Rethinking Retirement

The Growing Allure of Overseas Retirement

Emerging economies around the world are rolling out the red carpet for U.S. emigrants.

Do you dream of retiring along the Coronado beaches of Panama, settling into a colonial home in Granada, Nicaragua, or calling the melting pot of Kuala Lumpur, Malaysia, home? Maybe you’d rather spend your retired years in Oaxaca, Mexico, surrounded by the rugged Sierra Madre mountains, living in a city with more than 200 dialects?

Keep dreaming? Not really. Immigration may be a contentious issue in the U.S. and Europe, but a handful of emerging markets have put out the welcome mat for silver-haired immigrants. It’s a safe bet that the competition for retirees and their dollars will increase in coming years. “Foreign retirees bring in outside dollars and they spend them,” says Kathleen Peddicord, author of How to Retire Overseas. “Attracting foreigners can be a really big deal for a developing nation.”
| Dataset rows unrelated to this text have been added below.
//! Typed extractors: pull structured values out of a request context.

use serde::de::DeserializeOwned;

use crate::http::{RequestContext, Response};

/// A value that can be produced from a request. Failures convert into the
/// response sent to the client.
pub trait FromRequest: Sized {
    type Error: Into<Response>;

    fn from_request(ctx: &RequestContext) -> Result<Self, Self::Error>;
}

impl RequestContext {
    pub fn extract<T: FromRequest>(&self) -> Result<T, T::Error> {
        T::from_request(self)
    }
}

/// JSON request body.
#[derive(Debug)]
pub struct Json<T>(pub T);

impl<T: DeserializeOwned> FromRequest for Json<T> {
    type Error = Response;

    fn from_request(ctx: &RequestContext) -> Result<Self, Self::Error> {
        match serde_json::from_slice(&ctx.body) {
            Ok(value) => Ok(Json(value)),
            Err(e) => Err(Response::text(400, format!("invalid JSON body: {e}"))),
        }
    }
}

/// Deserialized query string. Array-valued fields (`tag[]=a&tag[]=b`)
/// surface as sequences.
pub struct Query<T>(pub T);

impl<T: DeserializeOwned> FromRequest for Query<T> {
    type Error = Response;

    fn from_request(ctx: &RequestContext) -> Result<Self, Self::Error> {
        decode_map(&ctx.query_map())
            .map(Query)
            .map_err(|e| Response::text(400, format!("invalid query string: {e}")))
    }
}

/// Deserialized `application/x-www-form-urlencoded` body.
#[derive(Debug)]
pub struct Form<T>(pub T);

impl<T: DeserializeOwned> FromRequest for Form<T> {
    type Error = Response;

    fn from_request(ctx: &RequestContext) -> Result<Self, Self::Error> {
        let map = ctx
            .form()
            .ok_or_else(|| Response::text(400, "expected a urlencoded form body"))?;
        decode_map(&map)
            .map(Form)
            .map_err(|e| Response::text(400, format!("invalid form body: {e}")))
    }
}

fn decode_map<T: DeserializeOwned>(map: &crate::query::QueryMap) -> serde_json::Result<T> {
    let mut object = serde_json::Map::new();
    for (key, value) in map.iter() {
        let json = match value {
            crate::query::Value::One(s) => serde_json::Value::String(s.clone()),
            crate::query::Value::Many(vs) => serde_json::Value::Array(
                vs.iter().map(|v| serde_json::Value::String(v.clone())).collect(),
            ),
        };
        object.insert(key.to_string(), json);
    }
    serde_json::from_value(serde_json::Value::Object(object))
}

#[cfg(test)]
mod tests {
    use super::*;
    use crate::http::Method;
    use serde::Deserialize;

    #[derive(Debug, Deserialize, PartialEq)]
    struct CreateUser {
        name: String,
        role: Option<String>,
    }

    #[test]
    fn json_extractor() {
        let mut ctx = RequestContext::new(Method::Post, "/users");
        ctx.body = bytes::Bytes::from_static(br#"{"name": "ada"}"#);
        let Json(user): Json<CreateUser> = ctx.extract().unwrap();
        assert_eq!(user, CreateUser { name: "ada".into(), role: None });

        ctx.body = bytes::Bytes::from_static(b"not json");
        let err = ctx.extract::<Json<CreateUser>>().unwrap_err();
        assert_eq!(err.status, 400);
    }

    #[derive(Debug, Deserialize)]
    struct Search {
        q: String,
        #[serde(default)]
        tag: Vec<String>,
    }

    #[test]
    fn query_extractor_with_arrays() {
        let mut ctx = RequestContext::new(Method::Get, "/search");
        ctx.query = Some("q=rust&tag[]=web&tag[]=http".to_string());
        let Query(search): Query<Search> = ctx.extract().unwrap();
        assert_eq!(search.q, "rust");
        assert_eq!(search.tag, ["web", "http"]);
    }

    #[test]
    fn form_extractor_requires_content_type() {
        let mut ctx = RequestContext::new(Method::Post, "/login");
        ctx.body = bytes::Bytes::from_static(b"name=ada");
        let err = ctx.extract::<Form<CreateUser>>().unwrap_err();
        assert_eq!(err.status, 400);

        ctx.headers.set("content-type", "application/x-www-form-urlencoded");
        let Form(user): Form<CreateUser> = ctx.extract().unwrap();
        assert_eq!(user.name, "ada");
    }
}
/// Session middleware: load on the way in, persist and emit cookies on the
/// way out.
pub struct SessionMiddleware {
    config: SessionConfig,
    secret: Arc<Vec<u8>>,
    store: Arc<dyn SessionStore>,
    sweeper: Arc<std::sync::OnceLock<()>>,
}

impl SessionMiddleware {
    pub fn new(config: SessionConfig) -> Self {
        let secret = Arc::new(config.secret.as_bytes().to_vec());
        Self {
            config,
            secret,
            store: Arc::new(MemorySessionStore::new()),
            sweeper: Arc::new(std::sync::OnceLock::new()),
        }
    }

    pub fn store(mut self, store: Arc<dyn SessionStore>) -> Self {
        self.store = store;
        self
    }

    /// Start the periodic expiry sweep once, on the first serving runtime.
    fn start_sweeper(store: &Arc<dyn SessionStore>, sweeper: &std::sync::OnceLock<()>) {
        sweeper.get_or_init(|| {
            let store = store.clone();
            tokio::spawn(async move {
                let mut ticker = tokio::time::interval(Duration::from_secs(60));
                ticker.set_missed_tick_behavior(tokio::time::MissedTickBehavior::Delay);
                loop {
                    ticker.tick().await;
                    store.sweep(epoch_ms());
                }
            });
        });
    }
}

impl Middleware for SessionMiddleware {
    fn wrap(&self, inner: ArcHandler) -> ArcHandler {
        let config = Arc::new(self.config.clone());
        let secret = self.secret.clone();
        let store = self.store.clone();
        let sweeper = self.sweeper.clone();
        Arc::new(move |mut ctx: RequestContext| {
            let config = config.clone();
            let secret = secret.clone();
            let store = store.clone();
            let sweeper = sweeper.clone();
            let inner = inner.clone();
            async move {
                Self::start_sweeper(&store, &sweeper);
                let sid = ctx
                    .header("cookie")
                    .and_then(|h| crate::cookie::find(h, &config.cookie_name))
                    .and_then(|v| decode_signed(&secret, v));

                let session = match sid {
                    Some(id) => match store.get(&id).await {
                        Ok(Some(data)) => Session::resumed(id, data),
                        Ok(None) => Session::fresh(),
                        Err(e) => {
                            tracing::warn!("session store get failed: {e}");
                            Session::fresh()
                        }
                    },
                    None => Session::fresh(),
                };
                ctx.extensions.insert(session.clone());

                let mut res = inner.call(ctx).await?;

                let (id, prev_id, data, is_new, modified, destroyed, _regenerated) =
                    session.snapshot();
                let max_age = Duration::from_secs(config.max_age_secs);

                let cookie_for = |id: &str| {
                    SetCookie::new(&config.cookie_name, encode_signed(&secret, id))
                        .max_age(config.max_age_secs as i64)
                        .secure(config.secure)
                };

                if destroyed {
                    if let Some(prev) = &prev_id {
                        let _ = store.destroy(prev).await;
                    }
                    if let Err(e) = store.destroy(&id).await {
                        tracing::warn!("session store destroy failed: {e}");
                    }
                    res.headers.append(
                        "set-cookie",
                        SetCookie::expired(&config.cookie_name).secure(config.secure).encode(),
                    );
                } else if modified || (is_new && config.save_uninitialized) {
                    if let Some(prev) = &prev_id {
                        let _ = store.destroy(prev).await;
                    }
                    if let Err(e) = store.set(&id, data, max_age).await {
                        tracing::warn!("session store set failed: {e}");
                    }
                    res.headers.append("set-cookie", cookie_for(&id).encode());
                } else if !is_new {
                    if let Err(e) = store.touch(&id, max_age).await {
                        tracing::warn!("session store touch failed: {e}");
                    }
                    if config.rolling {
                        res.headers.append("set-cookie", cookie_for(&id).encode());
                    }
                }
                // New and untouched with save_uninitialized off: no store
                // write, no cookie.

                Ok(res)
            }
        })
    }
}

fn epoch_ms() -> u64 {
    std::time::SystemTime::now()
        .duration_since(std::time::UNIX_EPOCH)
        .map(|d| d.as_millis() as u64)
        .unwrap_or(0)
}

#[cfg(test)]
mod tests {
    use super::*;

    const SECRET: &[u8] = b"test-secret";

    #[test]
    fn sign_verify_round_trip() {
        let id = generate_id();
        let sig = sign(SECRET, &id);
        assert!(verify(SECRET, &id, &sig));
        assert!(!verify(b"other-secret", &id, &sig));
        assert!(!verify(SECRET, "tampered-id", &sig));
        assert!(!verify(SECRET, &id, "not-base64!!"));
    }

    #[test]
    fn signed_cookie_round_trip() {
        let value = encode_signed(SECRET, "abc123");
        assert_eq!(decode_signed(SECRET, &value).as_deref(), Some("abc123"));
        assert!(decode_signed(b"wrong", &value).is_none());
        assert!(decode_signed(SECRET, "no-dot-here").is_none());
        assert!(decode_signed(SECRET, ".sigonly").is_none());
    }

    #[test]
    fn ids_are_unique_and_urlsafe() {
        let a = generate_id();
        let b = generate_id();
        assert_ne!(a, b);
        assert_eq!(a.len(), 22); // 16 bytes, base64url, no padding
        assert!(a.chars().all(|c| c.is_ascii_alphanumeric() || c == '-' || c == '_'));
    }

    #[tokio::test]
    async fn memory_store_ttl() {
        let store = MemorySessionStore::new();
        let mut data = SessionData::new();
        data.insert("k".into(), serde_json::json!(1));
        store.set("a", data, Duration::from_secs(60)).await.unwrap();
        assert!(store.get("a").await.unwrap().is_some());

        store.destroy("a").await.unwrap();
        assert!(store.get("a").await.unwrap().is_none());
    }

    #[tokio::test]
    async fn memory_store_sweep() {
        let store = MemorySessionStore::new();
        store.set("soon", SessionData::new(), Duration::from_millis(1)).await.unwrap();
        store.set("later", SessionData::new(), Duration::from_secs(3600)).await.unwrap();
        store.sweep(epoch_ms() + 10_000);
        assert_eq!(store.len(), 1);
        assert!(store.get("later").await.unwrap().is_some());
    }

    #[test]
    fn mutation_tracking() {
        let s = Session::fresh();
        assert!(s.is_new());
        assert!(!s.is_modified());
        s.insert("user", "ada").unwrap();
        assert!(s.is_modified());
        assert_eq!(s.get("user"), Some(serde_json::json!("ada")));
        s.remove("user");
        assert!(s.get("user").is_none());
    }

    #[test]
    fn regenerate_preserves_data() {
        let s = Session::resumed("old-id".into(), SessionData::new());
        s.insert("cart", vec![1, 2, 3]).unwrap();
        let old = s.id();
        s.regenerate();
        assert_ne!(s.id(), old);
        assert!(s.was_regenerated());
        assert_eq!(s.get("cart"), Some(serde_json::json!([1, 2, 3])));
    }

    #[test]
    fn flash_appends_then_drains() {
        let s = Session::fresh();
        s.flash("notice", "saved").unwrap();
        s.flash("notice", "again").unwrap();
        let drained = s.take_flash("notice");
        assert_eq!(drained, vec![serde_json::json!("saved"), serde_json::json!("again")]);
        assert!(s.take_flash("notice").is_empty());
        // Stored under the reserved key prefix.
        s.flash("x", 1).unwrap();
        assert!(s.get("_flash_x").is_some());
    }

    mod middleware {
        use super::*;
        use crate::http::{Method, Response};
        use crate::pipeline::Handler;

        fn config() -> SessionConfig {
            SessionConfig {
                secret: "mw-secret".to_string(),
                ..Default::default()
            }
        }

        fn with_cookie(cookie: Option<&str>) -> RequestContext {
            let mut ctx = RequestContext::new(Method::Get, "/");
            if let Some(c) = cookie {
                ctx.headers.set("cookie", c);
            }
            ctx
        }

        fn session_cookie(res: &Response) -> Option<String> {
            res.headers
                .get_all("set-cookie")
                .find(|v| v.starts_with("sid="))
                .map(|v| {
                    let end = v.find(';').unwrap_or(v.len());
                    v[..end].to_string()
                })
        }

        fn writing_handler() -> ArcHandler {
            Arc::new(|ctx: RequestContext| async move {
                let session = Session::from_ctx(&ctx).expect("session middleware ran");
                session.insert("views", 1)?;
                Ok(Response::ok("ok"))
            })
        }

        fn reading_handler() -> ArcHandler {
            Arc::new(|ctx: RequestContext| async move {
                let session = Session::from_ctx(&ctx).expect("session middleware ran");
                let views = session.get("views").unwrap_or(serde_json::json!(0));
                Ok(Response::ok(views.to_string()))
            })
        }

        #[tokio::test]
        async fn write_then_resume() {
            let store = Arc::new(MemorySessionStore::new());
            let mw = SessionMiddleware::new(config()).store(store.clone());

            let res = mw.wrap(writing_handler()).call(with_cookie(None)).await.unwrap();
            let cookie = session_cookie(&res).expect("modified session emits a cookie");
            assert_eq!(store.len(), 1);

            let res = mw
                .wrap(reading_handler())
                .call(with_cookie(Some(&cookie)))
                .await
                .unwrap();
            assert_eq!(res.body.as_bytes(), b"1");
            // Untouched resumed session: no new cookie (rolling off).
            assert!(session_cookie(&res).is_none());
        }

        #[tokio::test]
        async fn untouched_new_session_writes_nothing() {
            let store = Arc::new(MemorySessionStore::new());
            let mw = SessionMiddleware::new(config()).store(store.clone());
            let passthrough: ArcHandler =
                Arc::new(|_ctx: RequestContext| async { Ok(Response::ok("hi")) });

            let res = mw.wrap(passthrough).call(with_cookie(None)).await.unwrap();
            assert!(session_cookie(&res).is_none());
            assert_eq!(store.len(), 0);
        }

        #[tokio::test]
        async fn tampered_cookie_treated_as_absent() {
            let store = Arc::new(MemorySessionStore::new());
            let mw = SessionMiddleware::new(config()).store(store.clone());

            let res = mw.wrap(writing_handler()).call(with_cookie(None)).await.unwrap();
            let cookie = session_cookie(&res).unwrap();
            let tampered = format!("{}x", cookie);

            let res = mw
                .wrap(reading_handler())
                .call(with_cookie(Some(&tampered)))
                .await
                .unwrap();
            // Fresh session: no stored views.
            assert_eq!(res.body.as_bytes(), b"0");
        }

        #[tokio::test]
        async fn destroy_emits_removal_cookie() {
            let store = Arc::new(MemorySessionStore::new());
            let mw = SessionMiddleware::new(config()).store(store.clone());

            let res = mw.wrap(writing_handler()).call(with_cookie(None)).await.unwrap();
            let cookie = session_cookie(&res).unwrap();

            let destroying: ArcHandler = Arc::new(|ctx: RequestContext| async move {
                Session::from_ctx(&ctx).unwrap().destroy();
                Ok(Response::ok("bye"))
            });
            let res = mw.wrap(destroying).call(with_cookie(Some(&cookie))).await.unwrap();
            let set = res.headers.get("set-cookie").unwrap();
            assert!(set.contains("Max-Age=0"));
            assert_eq!(store.len(), 0);
        }

        #[tokio::test]
        async fn regenerate_rotates_id_and_drops_old_entry() {
            let store = Arc::new(MemorySessionStore::new());
            let mw = SessionMiddleware::new(config()).store(store.clone());

            let res = mw.wrap(writing_handler()).call(with_cookie(None)).await.unwrap();
            let cookie = session_cookie(&res).unwrap();
            let old_id = decode_signed(b"mw-secret", cookie.strip_prefix("sid=").unwrap()).unwrap();

            let regen: ArcHandler = Arc::new(|ctx: RequestContext| async move {
                Session::from_ctx(&ctx).unwrap().regenerate();
                Ok(Response::ok("rotated"))
            });
            let res = mw.wrap(regen).call(with_cookie(Some(&cookie))).await.unwrap();
            let new_cookie = session_cookie(&res).unwrap();
            let new_id =
                decode_signed(b"mw-secret", new_cookie.strip_prefix("sid=").unwrap()).unwrap();
            assert_ne!(old_id, new_id);
            assert_eq!(store.len(), 1);
            assert!(store.get(&old_id).await.unwrap().is_none());
            assert!(store.get(&new_id).await.unwrap().is_some());
        }

        #[tokio::test]
        async fn rolling_refreshes_cookie_on_reads() {
            let store = Arc::new(MemorySessionStore::new());
            let mut cfg = config();
            cfg.rolling = true;
            let mw = SessionMiddleware::new(cfg).store(store.clone());

            let res = mw.wrap(writing_handler()).call(with_cookie(None)).await.unwrap();
            let cookie = session_cookie(&res).unwrap();

            let res = mw
                .wrap(reading_handler())
                .call(with_cookie(Some(&cookie)))
                .await
                .unwrap();
            assert!(session_cookie(&res).is_some());
        }

        #[tokio::test]
        async fn flash_survives_exactly_one_hop() {
            let store = Arc::new(MemorySessionStore::new());
            let mw = SessionMiddleware::new(config()).store(store.clone());

            let setter: ArcHandler = Arc::new(|ctx: RequestContext| async move {
                let s = Session::from_ctx(&ctx).unwrap();
                s.flash("notice", "created").unwrap();
                Ok(Response::ok("set"))
            });
            let res = mw.wrap(setter).call(with_cookie(None)).await.unwrap();
            let cookie = session_cookie(&res).unwrap();

            let taker: ArcHandler = Arc::new(|ctx: RequestContext| async move {
                let s = Session::from_ctx(&ctx).unwrap();
                let msgs = s.take_flash("notice");
                Ok(Response::ok(serde_json::to_string(&msgs).unwrap()))
            });
            let res = mw.wrap(taker.clone()).call(with_cookie(Some(&cookie))).await.unwrap();
            assert_eq!(res.body.as_bytes(), br#"["created"]"#);

            // Second read: gone.
            let res = mw.wrap(taker).call(with_cookie(Some(&cookie))).await.unwrap();
            assert_eq!(res.body.as_bytes(), b"[]");
        }
    }
}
Of course, living abroad isn’t for everyone, especially today’s fifty- and sixtysomethings. The growing trend is for aging folks to stay in the communities where they worked and raised families, rather than pick up for retirement enclaves in Florida and Arizona. Near-retirees are also hesitant to pick up stakes for another country -- or even another state -- with home values down and retirement savings plans stagnant over the past several years. Still, the combination of adventure and a higher standard of living is alluring. The U.S. Census Bureau estimates that the 65-and-older population will more than double between 2010 and 2050, from 40.2 million to 88.5 million. It’s likely that a good number of them will move to an emerging market.

That’s the lesson of recent history. Aging northern Europeans took their pensions and started moving to cheaper southern European countries in the 1950s. Costa Rica began attracting older Americans with tax incentives in its “pensionado” program, established in 1971, and, although the tax breaks are long gone, the Central American nation is home to more Americans per capita than anywhere else outside the United States.


Mexico has seen a large influx of American and Canadian retirees, especially in established expatriate communities like Los Cabos and San Miguel de Allende. “I wouldn’t say that retirees living overseas spend less,” says William Dendy, a certified financial planner and president of Elite Financial Management. He has worked with a number of clients who moved abroad, including to Oman and Turkey. “They spend about the same as in the U.S., but with a better lifestyle.”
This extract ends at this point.